Saved entries:
┌──
//! Microsoft Graph error types

use serde::Deserialize;

use crate::source::SourceError;

#[derive(Debug, thiserror::Error)]
pub enum GraphError {
    #[error("Access token expired or invalid")]
    AuthExpired,

    #[error("Token request rejected: {0}")]
    Unauthorized(String),

    #[error("Not found: {0}")]
    NotFound(String),

    #[error("Throttled by Microsoft Graph")]
    Throttled,

    #[error("Server error ({0}): {1}")]
    Server(u16, String),

    #[error("Network error: {0}")]
    Network(String),

    #[error("Request error: {0}")]
    Request(String),

    #[error("Client has not been authorized")]
    NotAuthorized,
}

/// `{"error": {"code", "message"}}` envelope of Graph API failures
#[derive(Debug, Deserialize)]
struct ErrorWrapper {
    error: ErrorMessage,
}

#[derive(Debug, Deserialize)]
struct ErrorMessage {
    #[serde(default)]
    code: String,
    #[serde(default)]
    message: String,
}

impl GraphError {
    /// Classify a failed Graph API response
    pub fn from_status(status: u16, body: &str) -> Self {
        let parsed = serde_json::from_str::<ErrorWrapper>(body).ok().map(|w| w.error);
        let detail = match &parsed {
            Some(e) => format!("{}: {}", e.code, e.message),
            None => body.to_string(),
        };
        if parsed.as_ref().is_some_and(|e| e.code == "InvalidAuthenticationToken") {
            return GraphError::AuthExpired;
        }

        match status {
            401 => GraphError::AuthExpired,
            404 => GraphError::NotFound(detail),
            429 => GraphError::Throttled,
            500..=599 => GraphError::Server(status, detail),
            _ => GraphError::Request(format!("HTTP {}: {}", status, detail)),
        }
    }
}

impl From<reqwest::Error> for GraphError {
    fn from(e: reqwest::Error) -> Self {
        if e.is_decode() {
            GraphError::Request(e.to_string())
        } else {
            GraphError::Network(e.to_string())
        }
    }
}

impl From<GraphError> for SourceError {
    fn from(e: GraphError) -> Self {
        match e {
            GraphError::AuthExpired | GraphError::NotAuthorized => SourceError::AuthExpired,
            GraphError::Unauthorized(msg) => SourceError::AuthError(msg),
            other => SourceError::BackendUnavailable(other.to_string()),
        }
    }
}

#[cfg(test)]
mod tests {
    use super::*;

    #[test]
    fn test_invalid_token_code_wins_over_status() {
        let body = r#"{"error":{"code":"InvalidAuthenticationToken","message":"Access token has expired."}}"#;
        assert!(matches!(GraphError::from_status(400, body), GraphError::AuthExpired));
        assert!(matches!(GraphError::from_status(401, "{}"), GraphError::AuthExpired));
    }

    #[test]
    fn test_other_statuses() {
        let body = r#"{"error":{"code":"itemNotFound","message":"gone"}}"#;
        assert!(matches!(GraphError::from_status(404, body), GraphError::NotFound(m) if m.contains("itemNotFound")));
        assert!(matches!(GraphError::from_status(429, ""), GraphError::Throttled));
        assert!(matches!(GraphError::from_status(503, "busy"), GraphError::Server(503, _)));
        assert!(matches!(GraphError::from_status(400, "bad"), GraphError::Request(_)));
    }

    #[test]
    fn test_into_source_error() {
        assert_eq!(SourceError::from(GraphError::AuthExpired), SourceError::AuthExpired);
        assert!(matches!(
            SourceError::from(GraphError::Throttled),
            SourceError::BackendUnavailable(_)
        ));
    }
}
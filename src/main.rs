//! filesrv - cache redirector for media-server parts
//!
//! Serves media-server part requests from cloud drives holding
//! content-identical copies of the local files, matched by hash.

mod b2;
mod cache;
mod config;
mod http;
mod onedrive;
mod source;

use anyhow::{anyhow, Context, Result};
use std::env;
use std::path::PathBuf;
use std::sync::Arc;
use tracing::{error, info, Level};
use tracing_subscriber::FmtSubscriber;

use cache::HashIndex;
use config::AppConfig;
use http::{AppState, Upstream};
use source::{ContextStore, SourceDeps, SourceRegistry};

/// CLI command
#[derive(Debug)]
enum Command {
    /// Serve redirects and proxy the media server (default)
    Serve { config: Option<PathBuf> },
    /// Refresh every source inventory, write the snapshot and exit
    Refresh { config: Option<PathBuf> },
    /// Show help
    Help,
}

fn print_help() {
    eprintln!(
        r#"filesrv - Redirect media-server part requests to cloud copies

USAGE:
    filesrv [serve] [--config <path>]
    filesrv refresh [--config <path>]
    filesrv help

COMMANDS:
    serve    Restore sources and serve until Ctrl+C (default)
    refresh  Refresh every source inventory, write the snapshot and exit
    help     Show this help message

ENVIRONMENT:
    FILESRV_CONFIG   Configuration file (default: config.json)
    FILESRV_PORT     Overrides the configured port
    RUST_LOG         Log level (trace, debug, info, warn, error)
"#
    );
}

fn parse_config_flag(args: &[String]) -> Result<Option<PathBuf>> {
    match args {
        [] => Ok(None),
        [flag, path] if flag == "--config" || flag == "-c" => Ok(Some(PathBuf::from(path))),
        _ => Err(anyhow!("Usage: filesrv [serve|refresh] [--config <path>]")),
    }
}

fn parse_args() -> Result<Command> {
    let args: Vec<String> = env::args().collect();

    let Some(first) = args.get(1) else {
        return Ok(Command::Serve { config: None });
    };

    match first.as_str() {
        "serve" => Ok(Command::Serve {
            config: parse_config_flag(&args[2..])?,
        }),
        "refresh" => Ok(Command::Refresh {
            config: parse_config_flag(&args[2..])?,
        }),
        "--config" | "-c" => Ok(Command::Serve {
            config: parse_config_flag(&args[1..])?,
        }),
        "help" | "--help" | "-h" => Ok(Command::Help),
        _ => {
            eprintln!("Unknown command: {}", first);
            Ok(Command::Help)
        }
    }
}

/// Everything both commands need: configuration plus restored sources
struct Runtime {
    config: AppConfig,
    registry: Arc<SourceRegistry>,
    client: reqwest::Client,
}

async fn bootstrap(config_path: Option<PathBuf>) -> Result<Runtime> {
    let path = config::resolve_config_path(config_path);
    let config = AppConfig::load(&path)?;
    info!(path = %path.display(), "Using configuration");

    let client = reqwest::Client::builder()
        .timeout(config.request_timeout())
        .build()
        .context("Failed to build HTTP client")?;

    let contexts = Arc::new(ContextStore::open(&config.context_file, config.sources.clone())?);
    let deps = SourceDeps {
        http: client.clone(),
        contexts: Arc::clone(&contexts),
        url_ttl: config.url_ttl(),
        url_cache_ttl: config.url_cache_ttl(),
    };

    let registry = Arc::new(SourceRegistry::with_default_kinds(deps));
    registry
        .restore_all(&contexts.sources(), &config.snapshot_file)
        .await
        .context("Failed to restore cache sources")?;

    if let Some(name) = &config.default_source {
        if !registry.has_source(name).await {
            return Err(anyhow!("Default source {} is not configured", name));
        }
    }

    Ok(Runtime {
        config,
        registry,
        client,
    })
}

async fn serve(runtime: Runtime) -> Result<()> {
    let Runtime {
        config,
        registry,
        client,
    } = runtime;

    let index = Arc::new(HashIndex::open(&config.hash_index_file));
    let upstream = Upstream::new(client, config.upstream.clone());
    let state = AppState::new(
        registry,
        index,
        upstream,
        config.default_source.clone(),
        config.snapshot_file.clone(),
    );
    let app = http::create_router(Arc::new(state));

    let addr = config.listen_addr();
    let listener = tokio::net::TcpListener::bind(addr)
        .await
        .with_context(|| format!("Failed to bind {}", addr))?;
    info!(addr = %addr, upstream = %config.upstream, "Listening");

    axum::serve(listener, app)
        .with_graceful_shutdown(async {
            if let Err(e) = tokio::signal::ctrl_c().await {
                error!(error = %e, "Failed to listen for shutdown signal");
            }
            info!("Received shutdown signal");
        })
        .await
        .context("Server error")?;

    info!("Shutdown complete.");
    Ok(())
}

#[tokio::main]
async fn main() -> Result<()> {
    // Initialize logging
    let log_level = env::var("RUST_LOG")
        .ok()
        .and_then(|s| s.parse().ok())
        .unwrap_or(Level::INFO);

    let subscriber = FmtSubscriber::builder()
        .with_max_level(log_level)
        .finish();
    tracing::subscriber::set_global_default(subscriber)?;

    let command = match parse_args() {
        Ok(cmd) => cmd,
        Err(e) => {
            eprintln!("Error: {}", e);
            print_help();
            std::process::exit(1);
        }
    };

    match command {
        Command::Serve { config } => {
            info!("Starting filesrv");
            let runtime = match bootstrap(config).await {
                Ok(runtime) => runtime,
                Err(e) => {
                    error!(error = %format!("{:#}", e), "Startup failed");
                    return Err(e);
                }
            };
            serve(runtime).await?;
        }
        Command::Refresh { config } => {
            let runtime = bootstrap(config).await?;
            runtime
                .registry
                .refresh_all(&runtime.config.snapshot_file)
                .await
                .context("Failed to write inventory snapshot")?;
            for status in runtime.registry.statuses().await {
                println!("{}: {} cached files", status.name, status.cached_files);
            }
        }
        Command::Help => {
            print_help();
        }
    }

    Ok(())
}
└──
*PROBLEM REQUIREMENTS*. Go through the records line by line and count those containing the string "main". Give only the total.

*SOLUTION TO THE EXERCISE*. 3